HOW TO COMPLETE THIS TASK:
Say how many lines in the records hold the word "else", and give nothing but that number.

Excerpts from a dataset:

§

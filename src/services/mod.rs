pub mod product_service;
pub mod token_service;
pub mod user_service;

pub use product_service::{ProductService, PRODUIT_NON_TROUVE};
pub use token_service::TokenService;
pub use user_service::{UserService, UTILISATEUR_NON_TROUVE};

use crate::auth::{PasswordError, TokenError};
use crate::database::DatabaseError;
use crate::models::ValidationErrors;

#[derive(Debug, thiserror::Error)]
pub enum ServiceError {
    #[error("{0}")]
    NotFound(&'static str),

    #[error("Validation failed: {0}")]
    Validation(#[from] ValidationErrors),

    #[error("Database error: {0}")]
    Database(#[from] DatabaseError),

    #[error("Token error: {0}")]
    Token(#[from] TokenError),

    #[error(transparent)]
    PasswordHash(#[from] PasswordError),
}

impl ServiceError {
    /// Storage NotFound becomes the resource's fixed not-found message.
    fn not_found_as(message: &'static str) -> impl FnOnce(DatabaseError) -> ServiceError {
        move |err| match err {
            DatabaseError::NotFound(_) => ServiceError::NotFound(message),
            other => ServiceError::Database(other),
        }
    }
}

§

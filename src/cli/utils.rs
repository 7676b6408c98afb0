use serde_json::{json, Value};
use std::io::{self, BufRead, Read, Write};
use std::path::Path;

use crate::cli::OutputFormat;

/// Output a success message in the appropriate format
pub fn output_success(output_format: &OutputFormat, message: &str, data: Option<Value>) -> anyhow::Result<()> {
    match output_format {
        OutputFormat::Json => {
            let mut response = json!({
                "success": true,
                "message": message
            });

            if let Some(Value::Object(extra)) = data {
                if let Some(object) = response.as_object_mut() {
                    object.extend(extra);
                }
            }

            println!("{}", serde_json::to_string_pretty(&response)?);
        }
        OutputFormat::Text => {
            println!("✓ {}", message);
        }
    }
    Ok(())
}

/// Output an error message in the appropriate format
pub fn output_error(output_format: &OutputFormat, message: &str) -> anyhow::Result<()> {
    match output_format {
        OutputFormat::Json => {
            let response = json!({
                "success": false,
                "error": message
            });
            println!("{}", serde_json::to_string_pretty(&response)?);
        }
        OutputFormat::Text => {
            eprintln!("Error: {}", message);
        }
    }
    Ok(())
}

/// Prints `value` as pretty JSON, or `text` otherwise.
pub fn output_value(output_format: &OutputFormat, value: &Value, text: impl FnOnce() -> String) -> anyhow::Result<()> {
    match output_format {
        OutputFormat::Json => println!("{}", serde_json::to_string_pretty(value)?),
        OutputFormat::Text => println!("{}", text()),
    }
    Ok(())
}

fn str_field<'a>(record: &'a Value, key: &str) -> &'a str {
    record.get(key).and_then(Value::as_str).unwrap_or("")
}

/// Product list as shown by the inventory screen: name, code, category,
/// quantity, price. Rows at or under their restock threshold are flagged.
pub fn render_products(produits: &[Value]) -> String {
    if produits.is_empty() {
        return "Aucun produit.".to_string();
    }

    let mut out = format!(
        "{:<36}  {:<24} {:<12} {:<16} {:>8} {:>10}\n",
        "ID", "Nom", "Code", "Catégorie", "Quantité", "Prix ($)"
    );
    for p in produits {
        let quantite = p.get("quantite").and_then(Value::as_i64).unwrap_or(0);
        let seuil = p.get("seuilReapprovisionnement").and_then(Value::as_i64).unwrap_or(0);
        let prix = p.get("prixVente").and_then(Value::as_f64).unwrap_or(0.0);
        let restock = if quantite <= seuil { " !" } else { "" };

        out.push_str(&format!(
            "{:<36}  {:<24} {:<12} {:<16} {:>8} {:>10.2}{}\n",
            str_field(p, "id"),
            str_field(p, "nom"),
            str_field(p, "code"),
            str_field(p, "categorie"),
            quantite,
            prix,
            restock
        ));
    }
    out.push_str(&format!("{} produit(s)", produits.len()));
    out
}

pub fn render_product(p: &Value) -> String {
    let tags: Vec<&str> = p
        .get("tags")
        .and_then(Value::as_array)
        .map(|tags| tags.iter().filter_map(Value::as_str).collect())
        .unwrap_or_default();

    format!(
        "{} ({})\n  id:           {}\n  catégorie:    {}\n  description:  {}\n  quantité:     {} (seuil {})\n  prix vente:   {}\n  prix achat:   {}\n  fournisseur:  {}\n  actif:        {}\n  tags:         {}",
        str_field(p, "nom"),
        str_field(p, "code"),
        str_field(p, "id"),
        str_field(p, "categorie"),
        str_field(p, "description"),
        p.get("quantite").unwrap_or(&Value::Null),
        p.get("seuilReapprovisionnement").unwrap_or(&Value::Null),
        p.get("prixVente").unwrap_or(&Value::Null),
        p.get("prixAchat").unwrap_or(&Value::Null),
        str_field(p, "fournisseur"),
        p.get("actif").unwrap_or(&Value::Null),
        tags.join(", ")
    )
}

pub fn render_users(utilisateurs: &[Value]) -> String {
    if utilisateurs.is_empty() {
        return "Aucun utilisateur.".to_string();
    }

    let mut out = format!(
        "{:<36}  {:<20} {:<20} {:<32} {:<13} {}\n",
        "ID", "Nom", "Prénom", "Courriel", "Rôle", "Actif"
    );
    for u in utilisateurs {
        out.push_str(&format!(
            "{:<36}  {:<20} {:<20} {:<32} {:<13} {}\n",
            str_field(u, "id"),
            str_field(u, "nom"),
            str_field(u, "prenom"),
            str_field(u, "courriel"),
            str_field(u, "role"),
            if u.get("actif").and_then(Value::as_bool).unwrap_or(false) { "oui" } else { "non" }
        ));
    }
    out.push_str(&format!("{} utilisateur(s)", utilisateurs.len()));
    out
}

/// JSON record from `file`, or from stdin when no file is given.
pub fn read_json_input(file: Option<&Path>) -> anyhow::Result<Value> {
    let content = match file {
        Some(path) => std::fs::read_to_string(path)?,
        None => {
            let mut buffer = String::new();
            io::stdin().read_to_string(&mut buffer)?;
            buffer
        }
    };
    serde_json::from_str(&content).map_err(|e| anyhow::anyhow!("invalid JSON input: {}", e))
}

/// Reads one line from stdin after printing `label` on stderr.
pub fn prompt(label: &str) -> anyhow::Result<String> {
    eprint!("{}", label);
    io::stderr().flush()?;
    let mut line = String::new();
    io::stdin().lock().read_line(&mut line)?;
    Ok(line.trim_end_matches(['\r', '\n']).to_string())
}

§

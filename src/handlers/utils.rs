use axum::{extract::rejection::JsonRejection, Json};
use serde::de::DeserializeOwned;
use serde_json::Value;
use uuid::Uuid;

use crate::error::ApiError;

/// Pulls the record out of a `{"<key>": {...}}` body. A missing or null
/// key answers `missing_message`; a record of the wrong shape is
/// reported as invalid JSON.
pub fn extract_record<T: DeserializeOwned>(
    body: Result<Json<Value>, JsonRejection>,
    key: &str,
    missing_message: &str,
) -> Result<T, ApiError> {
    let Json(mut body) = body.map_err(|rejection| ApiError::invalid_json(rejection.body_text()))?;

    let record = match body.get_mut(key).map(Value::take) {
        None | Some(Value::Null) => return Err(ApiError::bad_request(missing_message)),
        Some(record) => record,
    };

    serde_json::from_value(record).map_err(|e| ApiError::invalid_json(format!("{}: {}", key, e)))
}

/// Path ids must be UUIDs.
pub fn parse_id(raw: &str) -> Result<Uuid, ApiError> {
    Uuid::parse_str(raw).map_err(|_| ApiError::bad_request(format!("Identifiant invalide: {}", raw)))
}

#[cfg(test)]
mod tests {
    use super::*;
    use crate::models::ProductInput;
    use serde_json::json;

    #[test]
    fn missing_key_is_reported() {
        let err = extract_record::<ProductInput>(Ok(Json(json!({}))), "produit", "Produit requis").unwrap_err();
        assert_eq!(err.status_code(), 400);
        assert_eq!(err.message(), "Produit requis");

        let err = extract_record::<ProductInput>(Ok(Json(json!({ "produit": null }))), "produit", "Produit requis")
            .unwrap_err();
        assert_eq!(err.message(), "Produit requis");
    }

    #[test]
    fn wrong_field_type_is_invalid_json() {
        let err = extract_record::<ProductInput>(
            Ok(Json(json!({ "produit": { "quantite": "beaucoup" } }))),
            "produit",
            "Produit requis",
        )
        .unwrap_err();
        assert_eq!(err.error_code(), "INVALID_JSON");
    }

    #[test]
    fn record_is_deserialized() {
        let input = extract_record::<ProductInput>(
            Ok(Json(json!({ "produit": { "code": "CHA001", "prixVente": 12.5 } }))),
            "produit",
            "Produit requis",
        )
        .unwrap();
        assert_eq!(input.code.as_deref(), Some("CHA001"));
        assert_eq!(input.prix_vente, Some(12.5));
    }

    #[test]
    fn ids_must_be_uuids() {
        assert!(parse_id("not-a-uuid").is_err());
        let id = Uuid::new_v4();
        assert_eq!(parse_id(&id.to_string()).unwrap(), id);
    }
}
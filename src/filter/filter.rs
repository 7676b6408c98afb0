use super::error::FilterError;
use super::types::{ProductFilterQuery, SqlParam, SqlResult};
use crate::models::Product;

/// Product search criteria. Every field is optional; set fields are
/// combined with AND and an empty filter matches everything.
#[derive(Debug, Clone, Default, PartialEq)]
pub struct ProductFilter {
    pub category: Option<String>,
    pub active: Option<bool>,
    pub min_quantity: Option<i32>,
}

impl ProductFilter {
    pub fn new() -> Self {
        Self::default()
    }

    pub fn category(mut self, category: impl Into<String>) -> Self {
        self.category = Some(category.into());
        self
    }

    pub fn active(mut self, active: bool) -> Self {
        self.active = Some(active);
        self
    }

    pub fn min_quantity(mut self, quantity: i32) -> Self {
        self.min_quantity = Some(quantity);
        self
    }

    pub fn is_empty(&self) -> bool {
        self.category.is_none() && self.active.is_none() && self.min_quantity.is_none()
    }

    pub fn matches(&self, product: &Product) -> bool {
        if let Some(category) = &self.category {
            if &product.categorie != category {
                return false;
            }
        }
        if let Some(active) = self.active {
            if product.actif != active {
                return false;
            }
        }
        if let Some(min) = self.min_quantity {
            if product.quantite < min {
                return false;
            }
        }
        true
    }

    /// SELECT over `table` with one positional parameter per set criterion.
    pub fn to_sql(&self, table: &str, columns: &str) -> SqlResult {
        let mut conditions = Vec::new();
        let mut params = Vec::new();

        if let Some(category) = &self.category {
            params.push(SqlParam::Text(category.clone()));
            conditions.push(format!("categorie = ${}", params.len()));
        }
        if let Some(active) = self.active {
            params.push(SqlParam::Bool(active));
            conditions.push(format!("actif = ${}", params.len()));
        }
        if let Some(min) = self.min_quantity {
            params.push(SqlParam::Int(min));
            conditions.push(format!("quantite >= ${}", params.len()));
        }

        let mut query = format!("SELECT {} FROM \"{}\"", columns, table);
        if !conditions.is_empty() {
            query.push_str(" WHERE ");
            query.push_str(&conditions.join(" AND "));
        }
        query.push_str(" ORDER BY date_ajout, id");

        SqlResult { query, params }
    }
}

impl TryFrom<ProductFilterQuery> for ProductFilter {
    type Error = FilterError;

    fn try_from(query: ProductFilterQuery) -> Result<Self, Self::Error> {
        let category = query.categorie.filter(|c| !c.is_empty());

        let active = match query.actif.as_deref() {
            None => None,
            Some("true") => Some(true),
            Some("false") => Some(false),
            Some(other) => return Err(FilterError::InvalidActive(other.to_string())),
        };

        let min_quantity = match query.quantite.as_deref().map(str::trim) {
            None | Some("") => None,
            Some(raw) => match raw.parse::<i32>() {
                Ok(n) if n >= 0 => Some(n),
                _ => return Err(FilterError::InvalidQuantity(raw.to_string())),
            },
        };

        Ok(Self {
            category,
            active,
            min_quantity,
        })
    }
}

§

OUTPUT FOR THIS TASK:
2